◆ What the exercise asks:
When a line below contains the string "bool", show that line.

BEGIN

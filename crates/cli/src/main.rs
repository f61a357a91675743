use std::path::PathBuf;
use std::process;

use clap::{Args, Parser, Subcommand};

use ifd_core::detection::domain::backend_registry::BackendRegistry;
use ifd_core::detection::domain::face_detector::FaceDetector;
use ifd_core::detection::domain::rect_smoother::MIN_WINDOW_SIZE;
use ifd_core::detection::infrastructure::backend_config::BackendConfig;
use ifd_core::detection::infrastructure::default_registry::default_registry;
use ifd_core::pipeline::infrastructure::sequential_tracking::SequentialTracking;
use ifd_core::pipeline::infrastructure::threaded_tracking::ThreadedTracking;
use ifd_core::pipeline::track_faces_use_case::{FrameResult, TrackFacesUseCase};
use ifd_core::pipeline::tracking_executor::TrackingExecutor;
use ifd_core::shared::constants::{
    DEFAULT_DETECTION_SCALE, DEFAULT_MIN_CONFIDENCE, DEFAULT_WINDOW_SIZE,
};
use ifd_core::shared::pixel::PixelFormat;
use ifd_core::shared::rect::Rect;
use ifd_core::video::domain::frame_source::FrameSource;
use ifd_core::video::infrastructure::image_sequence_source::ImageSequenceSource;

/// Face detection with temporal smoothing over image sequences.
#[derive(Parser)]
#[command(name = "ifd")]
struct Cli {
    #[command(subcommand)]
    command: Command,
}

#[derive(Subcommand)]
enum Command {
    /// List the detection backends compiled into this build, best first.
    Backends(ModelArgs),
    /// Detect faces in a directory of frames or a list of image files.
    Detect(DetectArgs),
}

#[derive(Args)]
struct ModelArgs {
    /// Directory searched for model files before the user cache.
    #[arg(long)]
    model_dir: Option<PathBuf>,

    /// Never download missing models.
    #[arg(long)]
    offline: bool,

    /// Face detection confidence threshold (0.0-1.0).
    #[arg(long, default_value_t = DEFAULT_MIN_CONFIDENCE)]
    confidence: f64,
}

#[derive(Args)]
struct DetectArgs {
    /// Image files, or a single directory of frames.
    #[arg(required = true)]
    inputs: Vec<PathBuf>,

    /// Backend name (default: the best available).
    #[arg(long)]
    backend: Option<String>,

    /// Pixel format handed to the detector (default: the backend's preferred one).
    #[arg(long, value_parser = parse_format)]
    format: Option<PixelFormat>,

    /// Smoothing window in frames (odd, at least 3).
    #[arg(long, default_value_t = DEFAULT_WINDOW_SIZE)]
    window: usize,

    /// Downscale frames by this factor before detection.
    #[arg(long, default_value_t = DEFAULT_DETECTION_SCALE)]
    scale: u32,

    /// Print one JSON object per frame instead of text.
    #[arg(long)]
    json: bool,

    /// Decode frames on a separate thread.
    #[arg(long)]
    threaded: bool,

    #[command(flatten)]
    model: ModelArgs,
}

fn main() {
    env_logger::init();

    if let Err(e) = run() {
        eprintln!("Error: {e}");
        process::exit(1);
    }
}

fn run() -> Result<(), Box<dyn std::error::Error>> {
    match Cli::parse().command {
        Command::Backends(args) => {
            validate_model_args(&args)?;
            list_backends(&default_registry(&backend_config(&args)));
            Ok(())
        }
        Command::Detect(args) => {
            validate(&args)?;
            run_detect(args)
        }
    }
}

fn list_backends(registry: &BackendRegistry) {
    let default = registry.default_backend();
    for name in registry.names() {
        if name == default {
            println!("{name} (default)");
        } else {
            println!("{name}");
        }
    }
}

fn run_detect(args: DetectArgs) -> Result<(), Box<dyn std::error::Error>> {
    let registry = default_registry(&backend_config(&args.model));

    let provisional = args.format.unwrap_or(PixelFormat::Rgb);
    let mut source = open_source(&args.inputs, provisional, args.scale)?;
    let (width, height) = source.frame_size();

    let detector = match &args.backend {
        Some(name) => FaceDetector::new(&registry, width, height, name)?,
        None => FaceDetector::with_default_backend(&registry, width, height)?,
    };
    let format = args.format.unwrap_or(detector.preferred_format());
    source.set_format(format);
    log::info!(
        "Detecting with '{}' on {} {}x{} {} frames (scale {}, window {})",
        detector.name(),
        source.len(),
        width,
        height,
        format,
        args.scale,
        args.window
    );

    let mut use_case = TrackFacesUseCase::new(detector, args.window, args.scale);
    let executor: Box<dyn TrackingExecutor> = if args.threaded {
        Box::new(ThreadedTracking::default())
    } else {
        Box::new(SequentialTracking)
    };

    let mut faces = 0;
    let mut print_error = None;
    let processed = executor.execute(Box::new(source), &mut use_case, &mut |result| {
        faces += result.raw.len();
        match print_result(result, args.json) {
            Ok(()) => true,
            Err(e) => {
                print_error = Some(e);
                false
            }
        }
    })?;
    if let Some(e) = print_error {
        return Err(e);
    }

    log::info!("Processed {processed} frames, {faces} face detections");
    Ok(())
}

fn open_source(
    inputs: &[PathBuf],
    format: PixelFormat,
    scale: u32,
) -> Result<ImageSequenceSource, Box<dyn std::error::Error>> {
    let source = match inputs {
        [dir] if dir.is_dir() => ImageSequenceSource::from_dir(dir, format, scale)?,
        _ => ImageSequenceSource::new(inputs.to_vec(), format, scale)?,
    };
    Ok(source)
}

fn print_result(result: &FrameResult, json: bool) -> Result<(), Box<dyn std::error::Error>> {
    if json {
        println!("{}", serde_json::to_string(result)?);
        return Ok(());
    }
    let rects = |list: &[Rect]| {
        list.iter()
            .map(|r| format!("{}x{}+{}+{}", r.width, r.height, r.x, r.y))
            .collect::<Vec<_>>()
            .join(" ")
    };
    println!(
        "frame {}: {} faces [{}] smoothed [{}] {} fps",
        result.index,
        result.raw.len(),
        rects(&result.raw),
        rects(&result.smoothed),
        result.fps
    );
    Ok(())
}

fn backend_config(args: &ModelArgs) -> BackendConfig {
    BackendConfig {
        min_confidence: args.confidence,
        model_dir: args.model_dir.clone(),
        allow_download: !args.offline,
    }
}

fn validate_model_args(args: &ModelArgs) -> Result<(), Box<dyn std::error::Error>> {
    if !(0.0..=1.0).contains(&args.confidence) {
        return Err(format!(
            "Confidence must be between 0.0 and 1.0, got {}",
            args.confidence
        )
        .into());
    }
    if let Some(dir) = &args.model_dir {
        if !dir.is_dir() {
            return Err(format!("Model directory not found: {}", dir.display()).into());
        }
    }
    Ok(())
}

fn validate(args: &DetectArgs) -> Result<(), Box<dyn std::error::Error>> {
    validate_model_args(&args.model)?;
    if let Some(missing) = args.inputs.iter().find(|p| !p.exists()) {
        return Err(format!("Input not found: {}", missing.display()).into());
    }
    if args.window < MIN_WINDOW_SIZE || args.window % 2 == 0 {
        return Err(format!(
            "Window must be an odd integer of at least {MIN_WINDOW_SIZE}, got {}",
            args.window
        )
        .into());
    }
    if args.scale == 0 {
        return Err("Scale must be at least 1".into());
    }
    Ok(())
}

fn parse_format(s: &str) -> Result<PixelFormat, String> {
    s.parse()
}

END

◆ Expected output:
    offline: bool,
    json: bool,
    threaded: bool,
fn print_result(result: &FrameResult, json: bool) -> Result<(), Box<dyn std::error::Error>> {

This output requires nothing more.